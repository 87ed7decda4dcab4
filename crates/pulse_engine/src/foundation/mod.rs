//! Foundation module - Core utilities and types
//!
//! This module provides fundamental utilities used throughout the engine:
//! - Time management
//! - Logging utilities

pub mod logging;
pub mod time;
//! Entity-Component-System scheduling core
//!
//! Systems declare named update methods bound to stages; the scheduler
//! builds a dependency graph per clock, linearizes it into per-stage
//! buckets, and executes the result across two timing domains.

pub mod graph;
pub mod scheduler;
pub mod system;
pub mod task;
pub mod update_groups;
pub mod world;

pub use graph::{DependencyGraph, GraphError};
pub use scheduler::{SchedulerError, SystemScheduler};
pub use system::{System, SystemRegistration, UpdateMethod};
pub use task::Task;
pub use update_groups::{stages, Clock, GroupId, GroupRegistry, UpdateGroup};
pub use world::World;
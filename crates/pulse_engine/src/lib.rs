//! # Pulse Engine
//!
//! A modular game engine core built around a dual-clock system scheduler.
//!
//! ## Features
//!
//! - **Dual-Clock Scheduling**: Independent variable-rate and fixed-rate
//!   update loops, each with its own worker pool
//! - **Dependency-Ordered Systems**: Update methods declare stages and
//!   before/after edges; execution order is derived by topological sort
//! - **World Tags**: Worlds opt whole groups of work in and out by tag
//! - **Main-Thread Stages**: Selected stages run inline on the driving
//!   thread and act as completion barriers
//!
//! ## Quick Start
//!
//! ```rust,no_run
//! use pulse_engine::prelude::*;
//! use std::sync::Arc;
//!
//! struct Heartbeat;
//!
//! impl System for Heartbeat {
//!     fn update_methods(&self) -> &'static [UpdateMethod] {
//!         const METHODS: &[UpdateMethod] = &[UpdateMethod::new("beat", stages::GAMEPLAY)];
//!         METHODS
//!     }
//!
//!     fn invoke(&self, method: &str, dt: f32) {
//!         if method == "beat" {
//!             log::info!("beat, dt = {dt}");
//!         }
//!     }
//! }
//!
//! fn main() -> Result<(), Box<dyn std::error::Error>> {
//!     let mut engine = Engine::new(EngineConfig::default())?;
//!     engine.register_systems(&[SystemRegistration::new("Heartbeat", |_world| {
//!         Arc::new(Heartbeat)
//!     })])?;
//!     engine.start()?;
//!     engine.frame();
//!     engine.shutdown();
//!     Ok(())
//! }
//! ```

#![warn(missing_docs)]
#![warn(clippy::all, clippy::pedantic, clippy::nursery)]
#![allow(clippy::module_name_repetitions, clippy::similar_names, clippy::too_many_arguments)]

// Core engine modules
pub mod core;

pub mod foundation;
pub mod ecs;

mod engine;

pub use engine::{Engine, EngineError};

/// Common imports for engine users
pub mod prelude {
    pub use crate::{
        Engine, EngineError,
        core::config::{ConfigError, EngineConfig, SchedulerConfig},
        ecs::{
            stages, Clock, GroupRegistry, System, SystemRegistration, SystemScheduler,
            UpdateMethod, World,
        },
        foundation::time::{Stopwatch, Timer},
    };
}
_ _ _ _ _ _ _
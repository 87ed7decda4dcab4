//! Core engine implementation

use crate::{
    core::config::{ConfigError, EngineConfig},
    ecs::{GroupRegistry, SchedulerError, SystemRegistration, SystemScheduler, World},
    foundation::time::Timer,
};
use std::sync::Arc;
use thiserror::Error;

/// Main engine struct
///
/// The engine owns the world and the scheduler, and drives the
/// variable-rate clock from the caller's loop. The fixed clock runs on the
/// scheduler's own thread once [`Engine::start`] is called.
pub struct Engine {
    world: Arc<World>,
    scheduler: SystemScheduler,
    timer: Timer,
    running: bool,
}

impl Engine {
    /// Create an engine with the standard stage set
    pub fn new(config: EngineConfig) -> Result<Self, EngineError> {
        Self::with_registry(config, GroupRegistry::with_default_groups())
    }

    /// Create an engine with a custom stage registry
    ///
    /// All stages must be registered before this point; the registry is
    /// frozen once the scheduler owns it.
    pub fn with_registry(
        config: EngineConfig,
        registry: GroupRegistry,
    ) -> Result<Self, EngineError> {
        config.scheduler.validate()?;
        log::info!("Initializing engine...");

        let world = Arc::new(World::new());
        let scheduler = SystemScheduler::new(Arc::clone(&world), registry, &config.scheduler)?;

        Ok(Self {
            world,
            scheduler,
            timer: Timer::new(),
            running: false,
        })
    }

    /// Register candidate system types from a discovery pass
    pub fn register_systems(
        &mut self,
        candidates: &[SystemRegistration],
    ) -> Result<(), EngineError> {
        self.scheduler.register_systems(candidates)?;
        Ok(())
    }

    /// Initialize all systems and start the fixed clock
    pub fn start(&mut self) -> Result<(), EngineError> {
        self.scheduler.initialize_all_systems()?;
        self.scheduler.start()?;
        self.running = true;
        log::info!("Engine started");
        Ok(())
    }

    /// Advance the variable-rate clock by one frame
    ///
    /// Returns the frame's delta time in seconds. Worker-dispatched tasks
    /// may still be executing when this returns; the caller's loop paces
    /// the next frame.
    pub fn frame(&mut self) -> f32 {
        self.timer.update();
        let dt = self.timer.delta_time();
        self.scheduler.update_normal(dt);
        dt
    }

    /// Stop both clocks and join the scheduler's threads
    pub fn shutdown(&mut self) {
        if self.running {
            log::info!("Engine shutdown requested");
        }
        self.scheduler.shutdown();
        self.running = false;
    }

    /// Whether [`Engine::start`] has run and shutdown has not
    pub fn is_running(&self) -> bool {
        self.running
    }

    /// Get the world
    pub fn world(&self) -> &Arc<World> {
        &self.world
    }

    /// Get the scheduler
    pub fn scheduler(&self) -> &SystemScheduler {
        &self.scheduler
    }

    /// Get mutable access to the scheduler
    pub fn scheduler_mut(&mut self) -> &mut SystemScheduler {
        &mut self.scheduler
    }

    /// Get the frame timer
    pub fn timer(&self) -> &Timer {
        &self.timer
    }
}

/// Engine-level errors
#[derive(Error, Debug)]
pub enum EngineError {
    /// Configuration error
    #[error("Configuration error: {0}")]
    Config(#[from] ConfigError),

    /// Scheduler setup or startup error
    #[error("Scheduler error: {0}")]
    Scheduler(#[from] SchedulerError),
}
_ _ _ _ _ _ _
▸ **What you are asked to do**: Go through the listing above line by line and state how many lines include the string "filename". Write only the number.

▸ **Task result**: 2